*TO DO*
Looking at the material below, count the lines that contain "contains" and answer with the count only.
--------------------
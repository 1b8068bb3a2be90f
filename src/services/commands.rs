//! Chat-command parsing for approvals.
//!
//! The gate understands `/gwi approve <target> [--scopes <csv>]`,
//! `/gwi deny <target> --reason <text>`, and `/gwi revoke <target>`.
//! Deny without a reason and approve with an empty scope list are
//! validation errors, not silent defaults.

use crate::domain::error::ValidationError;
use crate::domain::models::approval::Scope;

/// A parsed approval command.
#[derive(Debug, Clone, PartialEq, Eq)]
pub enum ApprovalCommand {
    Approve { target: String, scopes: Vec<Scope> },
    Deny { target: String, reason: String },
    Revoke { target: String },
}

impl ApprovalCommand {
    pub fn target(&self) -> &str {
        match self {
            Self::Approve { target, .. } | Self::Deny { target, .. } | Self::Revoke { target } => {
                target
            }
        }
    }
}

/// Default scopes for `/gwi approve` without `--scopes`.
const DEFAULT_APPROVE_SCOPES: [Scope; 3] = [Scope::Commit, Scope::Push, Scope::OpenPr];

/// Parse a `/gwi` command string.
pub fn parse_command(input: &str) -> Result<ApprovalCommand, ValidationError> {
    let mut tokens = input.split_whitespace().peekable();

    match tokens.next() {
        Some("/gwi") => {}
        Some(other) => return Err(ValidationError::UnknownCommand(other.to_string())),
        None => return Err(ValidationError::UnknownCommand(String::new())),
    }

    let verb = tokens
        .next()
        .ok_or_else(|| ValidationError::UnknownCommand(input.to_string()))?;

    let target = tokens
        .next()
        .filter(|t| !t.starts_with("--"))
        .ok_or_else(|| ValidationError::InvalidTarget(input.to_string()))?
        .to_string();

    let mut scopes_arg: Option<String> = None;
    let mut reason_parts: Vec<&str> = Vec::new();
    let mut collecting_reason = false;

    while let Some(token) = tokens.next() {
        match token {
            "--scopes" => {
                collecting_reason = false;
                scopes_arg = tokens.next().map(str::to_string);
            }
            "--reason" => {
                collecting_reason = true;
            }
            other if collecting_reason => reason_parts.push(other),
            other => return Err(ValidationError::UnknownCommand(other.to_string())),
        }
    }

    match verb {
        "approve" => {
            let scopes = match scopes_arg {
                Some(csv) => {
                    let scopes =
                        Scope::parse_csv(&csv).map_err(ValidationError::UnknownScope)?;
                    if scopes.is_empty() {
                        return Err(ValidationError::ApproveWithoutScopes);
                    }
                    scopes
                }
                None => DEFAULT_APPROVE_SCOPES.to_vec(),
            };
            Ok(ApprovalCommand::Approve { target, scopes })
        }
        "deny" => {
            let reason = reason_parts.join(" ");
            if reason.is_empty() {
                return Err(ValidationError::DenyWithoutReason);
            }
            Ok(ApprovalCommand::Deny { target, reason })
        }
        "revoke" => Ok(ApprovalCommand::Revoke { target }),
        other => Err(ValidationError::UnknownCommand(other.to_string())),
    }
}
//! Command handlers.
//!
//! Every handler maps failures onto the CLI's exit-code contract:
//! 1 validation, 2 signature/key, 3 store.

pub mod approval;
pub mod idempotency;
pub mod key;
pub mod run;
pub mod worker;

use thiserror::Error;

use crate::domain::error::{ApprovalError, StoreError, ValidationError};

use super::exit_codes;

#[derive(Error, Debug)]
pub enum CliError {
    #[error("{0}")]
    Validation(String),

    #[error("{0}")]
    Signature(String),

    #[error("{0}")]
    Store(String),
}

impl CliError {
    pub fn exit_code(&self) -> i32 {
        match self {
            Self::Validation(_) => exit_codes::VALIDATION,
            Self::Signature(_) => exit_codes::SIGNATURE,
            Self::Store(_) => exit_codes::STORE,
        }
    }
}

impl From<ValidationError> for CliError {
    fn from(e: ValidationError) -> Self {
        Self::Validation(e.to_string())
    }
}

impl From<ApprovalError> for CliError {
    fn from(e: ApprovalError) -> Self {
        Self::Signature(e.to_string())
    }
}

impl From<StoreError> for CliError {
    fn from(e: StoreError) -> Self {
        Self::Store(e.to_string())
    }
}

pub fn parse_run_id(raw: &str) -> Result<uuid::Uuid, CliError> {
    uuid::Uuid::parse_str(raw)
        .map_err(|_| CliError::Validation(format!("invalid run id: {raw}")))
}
--------------------
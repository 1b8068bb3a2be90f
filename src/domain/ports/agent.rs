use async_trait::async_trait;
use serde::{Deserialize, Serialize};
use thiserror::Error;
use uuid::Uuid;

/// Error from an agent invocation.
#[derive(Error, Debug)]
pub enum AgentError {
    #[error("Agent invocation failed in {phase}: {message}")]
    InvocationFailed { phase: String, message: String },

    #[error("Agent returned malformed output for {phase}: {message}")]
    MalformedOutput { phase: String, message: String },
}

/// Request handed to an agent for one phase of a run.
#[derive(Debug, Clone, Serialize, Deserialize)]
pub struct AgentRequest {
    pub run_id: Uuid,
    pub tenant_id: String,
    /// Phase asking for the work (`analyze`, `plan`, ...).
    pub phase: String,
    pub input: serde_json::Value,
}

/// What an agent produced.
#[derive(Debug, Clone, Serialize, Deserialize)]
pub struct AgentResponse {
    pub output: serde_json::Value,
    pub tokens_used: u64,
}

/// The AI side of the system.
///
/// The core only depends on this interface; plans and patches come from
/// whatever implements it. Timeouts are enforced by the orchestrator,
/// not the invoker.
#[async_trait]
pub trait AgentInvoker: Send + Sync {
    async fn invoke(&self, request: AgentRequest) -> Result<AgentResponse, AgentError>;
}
--------------------
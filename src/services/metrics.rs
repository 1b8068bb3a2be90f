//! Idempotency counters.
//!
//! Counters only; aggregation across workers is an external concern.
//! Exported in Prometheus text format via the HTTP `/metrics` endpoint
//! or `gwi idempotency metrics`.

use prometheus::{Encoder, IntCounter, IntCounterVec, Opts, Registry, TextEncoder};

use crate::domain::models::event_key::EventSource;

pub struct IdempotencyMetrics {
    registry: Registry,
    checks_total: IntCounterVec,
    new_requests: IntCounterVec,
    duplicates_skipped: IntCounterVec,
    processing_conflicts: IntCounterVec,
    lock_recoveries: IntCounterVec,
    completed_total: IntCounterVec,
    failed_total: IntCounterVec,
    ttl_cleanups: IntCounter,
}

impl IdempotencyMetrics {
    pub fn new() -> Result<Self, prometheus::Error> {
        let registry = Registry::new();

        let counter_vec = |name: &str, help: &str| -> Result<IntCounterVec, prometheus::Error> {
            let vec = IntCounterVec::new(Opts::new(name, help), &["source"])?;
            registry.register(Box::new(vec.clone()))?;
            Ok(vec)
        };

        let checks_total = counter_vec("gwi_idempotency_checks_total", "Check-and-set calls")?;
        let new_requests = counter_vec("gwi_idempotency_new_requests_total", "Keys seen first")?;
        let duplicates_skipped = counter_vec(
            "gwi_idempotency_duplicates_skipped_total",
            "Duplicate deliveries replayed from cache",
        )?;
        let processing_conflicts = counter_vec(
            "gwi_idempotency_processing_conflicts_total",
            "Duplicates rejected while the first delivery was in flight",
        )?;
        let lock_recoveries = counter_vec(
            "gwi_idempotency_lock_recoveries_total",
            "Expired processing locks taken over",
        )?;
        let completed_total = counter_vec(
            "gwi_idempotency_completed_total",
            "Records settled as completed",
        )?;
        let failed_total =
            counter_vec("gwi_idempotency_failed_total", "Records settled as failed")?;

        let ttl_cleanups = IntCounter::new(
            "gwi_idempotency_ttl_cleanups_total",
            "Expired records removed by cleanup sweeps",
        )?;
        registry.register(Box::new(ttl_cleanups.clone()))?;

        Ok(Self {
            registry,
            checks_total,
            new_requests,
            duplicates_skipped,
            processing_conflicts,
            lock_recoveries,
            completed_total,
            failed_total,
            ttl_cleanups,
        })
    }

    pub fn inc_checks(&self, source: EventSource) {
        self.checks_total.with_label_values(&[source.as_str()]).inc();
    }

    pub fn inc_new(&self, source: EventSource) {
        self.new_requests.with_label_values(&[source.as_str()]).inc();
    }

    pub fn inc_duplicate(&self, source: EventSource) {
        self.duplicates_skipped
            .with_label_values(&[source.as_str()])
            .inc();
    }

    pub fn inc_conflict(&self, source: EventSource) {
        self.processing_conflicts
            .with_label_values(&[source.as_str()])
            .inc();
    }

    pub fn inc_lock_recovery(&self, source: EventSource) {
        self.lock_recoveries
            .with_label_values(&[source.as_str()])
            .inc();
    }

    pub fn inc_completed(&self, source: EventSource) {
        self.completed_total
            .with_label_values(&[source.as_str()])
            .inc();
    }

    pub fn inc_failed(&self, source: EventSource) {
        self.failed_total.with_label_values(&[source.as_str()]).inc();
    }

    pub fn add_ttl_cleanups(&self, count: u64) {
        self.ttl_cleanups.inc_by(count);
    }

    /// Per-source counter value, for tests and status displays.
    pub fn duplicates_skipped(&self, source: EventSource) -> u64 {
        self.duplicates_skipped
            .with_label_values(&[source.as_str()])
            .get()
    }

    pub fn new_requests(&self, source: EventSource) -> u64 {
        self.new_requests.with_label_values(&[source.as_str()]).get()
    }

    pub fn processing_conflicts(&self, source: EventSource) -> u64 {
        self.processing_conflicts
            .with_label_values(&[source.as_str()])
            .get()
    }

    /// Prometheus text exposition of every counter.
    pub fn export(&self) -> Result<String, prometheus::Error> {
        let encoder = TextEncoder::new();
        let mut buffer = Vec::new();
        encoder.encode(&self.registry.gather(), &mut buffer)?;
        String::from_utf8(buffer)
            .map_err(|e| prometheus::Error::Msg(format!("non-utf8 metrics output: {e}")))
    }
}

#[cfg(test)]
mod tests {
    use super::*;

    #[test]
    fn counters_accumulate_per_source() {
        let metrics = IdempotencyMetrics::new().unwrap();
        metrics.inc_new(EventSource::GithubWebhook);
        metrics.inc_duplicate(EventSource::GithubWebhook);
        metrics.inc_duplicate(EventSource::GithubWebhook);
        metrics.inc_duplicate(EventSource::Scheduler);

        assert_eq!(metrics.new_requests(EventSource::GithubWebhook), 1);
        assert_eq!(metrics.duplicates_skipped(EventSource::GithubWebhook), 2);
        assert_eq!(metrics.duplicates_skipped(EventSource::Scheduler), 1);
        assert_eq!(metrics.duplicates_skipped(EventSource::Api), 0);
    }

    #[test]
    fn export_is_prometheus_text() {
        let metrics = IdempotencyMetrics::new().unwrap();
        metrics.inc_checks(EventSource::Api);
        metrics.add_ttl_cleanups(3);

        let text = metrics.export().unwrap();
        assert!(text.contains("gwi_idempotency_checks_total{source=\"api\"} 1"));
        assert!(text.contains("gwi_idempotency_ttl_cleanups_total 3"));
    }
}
--------------------
*SOLUTION TO THIS PROBLEM*
2